Une philosophie du désenchantement
Dans un monde régi par la volonté de vivre, chaque être est prisonnier d’un désir sans fin, condamné à la frustration, à la compétition, à la souffrance. L’homme ne fait pas exception : il est voué au conflit intérieur, déchiré entre ses pulsions et sa raison, son individualité et son impuissance. Pour Schopenhauer, la conscience de cette condition tragique n’est pas une malédiction, mais une voie vers la lucidité. Il ne cherche pas à embellir l’existence : il veut dire ce qu’elle est vraiment, sans illusions.
Mais il existe des issues à cette souffrance fondamentale. Trois voies s’ouvrent à nous : l’art, qui suspend un instant la volonté ; la compassion, qui brise l’illusion de l’individualité ; et surtout l’ascèse, c’est-à-dire le renoncement volontaire aux désirs, la négation consciente de la volonté. Influencé par le bouddhisme et la mystique orientale, il voit dans cette extinction du vouloir la seule délivrance possible.
1860 : Une vie d’isolement et de résistance
Schopenhauer ne connaît pas le succès de son vivant. Ses conférences à l’université sont désertées, ses livres ignorés ou moqués. Il quitte Berlin et s’installe à Francfort, où il mène une vie retirée, solitaire, en compagnie de son chien Atma. Il écrit, lit, médite, en cultivant un esprit acerbe et provocateur. Il méprise les universitaires, les journalistes, la bêtise sociale. Mais il tient bon, certain de la valeur intemporelle de son œuvre, qu’il continue d’enrichir jusqu’à la fin de sa vie.
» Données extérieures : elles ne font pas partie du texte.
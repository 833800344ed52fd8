//! TMP75 digital temperature sensor.

use super::{read_word_be, write_word_be};
use crate::encode::tmp75_register_9bit;
use crate::DriverError;
use i2c_transport::I2cBus;

pub const REG_TEMP: u8 = 0x00;
pub const REG_CONFIG: u8 = 0x01;
pub const REG_TLOW: u8 = 0x02;
pub const REG_THIGH: u8 = 0x03;

const RESOLUTION_12BIT: u8 = 0x60;

/// Select 12-bit resolution and read the temperature register.
pub fn read_temperature<B: I2cBus + ?Sized>(bus: &mut B, address: u8) -> Result<u16, DriverError> {
    bus.write_byte(REG_CONFIG, RESOLUTION_12BIT)?;
    let register = read_word_be(bus, REG_TEMP)?;
    tracing::trace!(address, register, "tmp75 temperature");
    Ok(register)
}

/// Program the alarm window, given in tenths of a degree.
pub fn set_limits<B: I2cBus + ?Sized>(
    bus: &mut B,
    low_tenths: i32,
    high_tenths: i32,
) -> Result<(), DriverError> {
    write_word_be(bus, REG_TLOW, tmp75_register_9bit(low_tenths))?;
    write_word_be(bus, REG_THIGH, tmp75_register_9bit(high_tenths))
}
//! ADS7828 8-channel 12-bit ADC.

use super::read_word_be;
use crate::types::{RawChannels, MAX_CHANNELS};
use crate::DriverError;
use i2c_transport::I2cBus;

/// Single ended inputs.
const CMD_SINGLE_ENDED: u8 = 0x80;
/// Internal reference off, converter on.
const CMD_PD1: u8 = 0x04;

/// Command byte for `channel`. Channel select bits are C2 C1 C0 = ch>>1 | (ch&1)<<2.
pub fn command_byte(channel: u8) -> u8 {
    let select = (channel >> 1) | ((channel & 0x01) << 2);
    CMD_SINGLE_ENDED | CMD_PD1 | (select << 4)
}

pub fn read_channel<B: I2cBus + ?Sized>(
    bus: &mut B,
    address: u8,
    channel: u8,
) -> Result<u16, DriverError> {
    if usize::from(channel) >= MAX_CHANNELS {
        return Err(DriverError::InvalidChannel {
            device: "ads7828",
            channel,
        });
    }
    let word = read_word_be(bus, command_byte(channel))?;
    tracing::trace!(address, channel, word, "ads7828 conversion");
    Ok(word)
}

pub fn read_all<B: I2cBus + ?Sized>(bus: &mut B, address: u8) -> Result<RawChannels, DriverError> {
    let mut raw = [0u16; MAX_CHANNELS];
    for (ch, slot) in (0u8..).zip(raw.iter_mut()) {
        *slot = read_channel(bus, address, ch)?;
    }
    Ok(raw)
}

#[cfg(test)]
mod tests {
    use super::*;
    use i2c_transport::{MockBus, MockDevice, MockOp};

    #[test]
    fn test_command_bytes() {
        let cmds: Vec<u8> = (0..8).map(command_byte).collect();
        assert_eq!(cmds, vec![0x84, 0xC4, 0x94, 0xD4, 0xA4, 0xE4, 0xB4, 0xF4]);
    }

    #[test]
    fn test_read_all_swaps_and_orders_channels() {
        let mut dev = MockDevice::new();
        for ch in 0..8u8 {
            // part sends MSB first: 0x0100 * ch arrives as 0x00ch
            dev = dev.with_word(command_byte(ch), u16::from(ch));
        }
        let mut bus = MockBus::new(1).with_device(0x48, dev);
        bus.select(0x48).unwrap();
        let raw = read_all(&mut bus, 0x48).unwrap();
        assert_eq!(raw[3], 0x0300);
        assert_eq!(
            bus.ops()[1],
            MockOp::ReadWord {
                address: 0x48,
                register: 0x84
            }
        );
    }

    #[test]
    fn test_bad_channel_rejected_before_io() {
        let mut bus = MockBus::new(1);
        let err = read_channel(&mut bus, 0x48, 8).unwrap_err();
        assert!(matches!(err, DriverError::InvalidChannel { channel: 8, .. }));
        assert!(bus.ops().is_empty());
    }
}
//! Rendering targets for read passes: human readable console lines or one
//! numeric record per run appended to a dated log file.

use device_registry::{DeviceDescriptor, Measurement, Reading, Subsystem, SubsystemKind, Unit};
use std::fs::{File, OpenOptions};
use std::io::{self, Write};
use std::path::{Path, PathBuf};
use time::macros::format_description;
use time::{Date, OffsetDateTime};

pub trait Sink {
    /// Called once before the first subsystem of a run.
    fn begin_run(&mut self) -> io::Result<()> {
        Ok(())
    }

    fn begin_subsystem(&mut self, _subsystem: &Subsystem<'_>) -> io::Result<()> {
        Ok(())
    }

    fn reading(&mut self, reading: &Reading<'_>, measurements: &[Measurement]) -> io::Result<()>;

    /// A busy address: one zero per reported channel keeps columns stable.
    /// `index` is the occurrence index the slot takes up.
    fn placeholder(
        &mut self,
        descriptor: &DeviceDescriptor,
        address: u8,
        index: usize,
    ) -> io::Result<()>;

    /// Called once at the end of a run, also after a failed pass.
    fn finish(&mut self) -> io::Result<()>;
}

/// Per-channel console lines with unit suffixes.
pub struct ConsoleSink<W: Write> {
    out: W,
}

impl<W: Write> ConsoleSink<W> {
    pub fn new(out: W) -> Self {
        Self { out }
    }

    pub fn into_inner(self) -> W {
        self.out
    }

    fn line(&mut self, label: &str, index: Option<usize>, m: &Measurement) -> io::Result<()> {
        let index = index.map(|i| i.to_string()).unwrap_or_default();
        match m.unit {
            Unit::Line => writeln!(self.out, "{label}{index}: {:.0}", m.value),
            unit => writeln!(self.out, "{label}{index}: {:.3} {}", m.value, unit.suffix()),
        }
    }
}

impl<W: Write> Sink for ConsoleSink<W> {
    fn begin_subsystem(&mut self, subsystem: &Subsystem<'_>) -> io::Result<()> {
        writeln!(self.out, "bus {} ({})", subsystem.bus, subsystem.kind)
    }

    fn reading(&mut self, reading: &Reading<'_>, measurements: &[Measurement]) -> io::Result<()> {
        let desc = reading.descriptor;
        match desc.title {
            Some(title) => {
                writeln!(self.out, "-----{title} {}------", reading.index)?;
                for m in measurements {
                    self.line(m.label, None, m)?;
                }
            }
            None => {
                for m in measurements {
                    self.line(m.label, Some(reading.index), m)?;
                }
            }
        }
        Ok(())
    }

    fn placeholder(
        &mut self,
        descriptor: &DeviceDescriptor,
        _address: u8,
        index: usize,
    ) -> io::Result<()> {
        match descriptor.title {
            Some(title) => {
                writeln!(self.out, "-----{title} {index}------")?;
                for label in descriptor.labels {
                    writeln!(self.out, "{label}: 0")?;
                }
            }
            None => {
                for label in descriptor.labels {
                    writeln!(self.out, "{label}{index}: 0")?;
                }
            }
        }
        Ok(())
    }

    fn finish(&mut self) -> io::Result<()> {
        self.out.flush()
    }
}

/// One line per run: `HH:MM:SS v0 v1 ...`.
pub struct LogSink<W: Write> {
    out: W,
    started: OffsetDateTime,
    open: bool,
}

impl<W: Write> LogSink<W> {
    pub fn new(out: W, started: OffsetDateTime) -> Self {
        Self {
            out,
            started,
            open: false,
        }
    }

    pub fn into_inner(self) -> W {
        self.out
    }

    fn value(&mut self, v: f64) -> io::Result<()> {
        write!(self.out, " {v:.3}")
    }
}

impl<W: Write> Sink for LogSink<W> {
    fn begin_run(&mut self) -> io::Result<()> {
        let stamp = self
            .started
            .format(format_description!("[hour]:[minute]:[second]"))
            .map_err(|e| io::Error::new(io::ErrorKind::InvalidData, e))?;
        self.out.write_all(stamp.as_bytes())?;
        self.open = true;
        Ok(())
    }

    fn reading(&mut self, _reading: &Reading<'_>, measurements: &[Measurement]) -> io::Result<()> {
        for m in measurements {
            self.value(m.value)?;
        }
        Ok(())
    }

    fn placeholder(
        &mut self,
        descriptor: &DeviceDescriptor,
        _address: u8,
        _index: usize,
    ) -> io::Result<()> {
        for _ in 0..descriptor.channel_count() {
            self.value(0.0)?;
        }
        Ok(())
    }

    fn finish(&mut self) -> io::Result<()> {
        if self.open {
            self.out.write_all(b"\n")?;
            self.open = false;
        }
        self.out.flush()
    }
}

/// Local wall clock, falling back to UTC when the offset is unknown.
pub fn now() -> OffsetDateTime {
    OffsetDateTime::now_local().unwrap_or_else(|_| OffsetDateTime::now_utc())
}

pub fn log_prefix(filter: Option<SubsystemKind>) -> &'static str {
    filter.map(SubsystemKind::name).unwrap_or("")
}

/// `<prefix>YYYY-MM-DD.log`
pub fn log_file_name(prefix: &str, date: Date) -> io::Result<String> {
    let day = date
        .format(format_description!("[year]-[month]-[day]"))
        .map_err(|e| io::Error::new(io::ErrorKind::InvalidData, e))?;
    Ok(format!("{prefix}{day}.log"))
}

/// Open (creating if needed) the day's log file for appending.
pub fn open_log_file(dir: &Path, prefix: &str, date: Date) -> io::Result<(PathBuf, File)> {
    let path = dir.join(log_file_name(prefix, date)?);
    let mut options = OpenOptions::new();
    options.create(true).append(true);
    #[cfg(unix)]
    {
        use std::os::unix::fs::OpenOptionsExt;
        options.mode(0o644);
    }
    let file = options.open(&path)?;
    tracing::debug!(path = %path.display(), "log file opened");
    Ok((path, file))
}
Peu à peu, ses textes trouvent un écho, notamment auprès des artistes et des écrivains — Wagner, Nietzsche, Tolstoï, Thomas Mann. Il meurt le 21 septembre 1860, à 72 ans, dans l’anonymat poli, mais convaincu d’avoir dit quelque chose d’essentiel sur la condition humaine.
Héritage
Arthur Schopenhauer est aujourd’hui reconnu comme l’un des plus grands penseurs du tragique, de la lucidité, et de la condition humaine. Son œuvre, dense, sombre mais d’une rare clarté, a influencé profondément la littérature, la psychanalyse, la musique, et bien sûr la philosophie. Il est l’un des premiers à avoir proposé une vision du monde non rationaliste, ancrée dans l’instinct, le corps, le désir, et non dans la pure raison. Il a inspiré Nietzsche, mais aussi Freud, Cioran, Camus, Beckett.
Schopenhauer nous enseigne que le bonheur n’est pas un droit, mais une exception, et que la grandeur humaine réside non dans la conquête ou la volonté de puissance, mais dans la maîtrise de soi, la compassion, et le dépassement du moi égoïste. Il nous invite à regarder le monde sans fard, mais aussi sans haine, avec une ironie lucide, une tendresse pour les vivants, et une sagesse intérieure nourrie de distance, d’art, et de silence.
Lire Schopenhauer, c’est plonger dans un miroir froid et profond : on y voit la douleur du monde, mais aussi la possibilité d’une réponse personnelle, lucide, digne. C’est une philosophie pour ceux qui n’attendent plus de miracle, mais qui cherchent, envers et contre tout, la paix de l’esprit.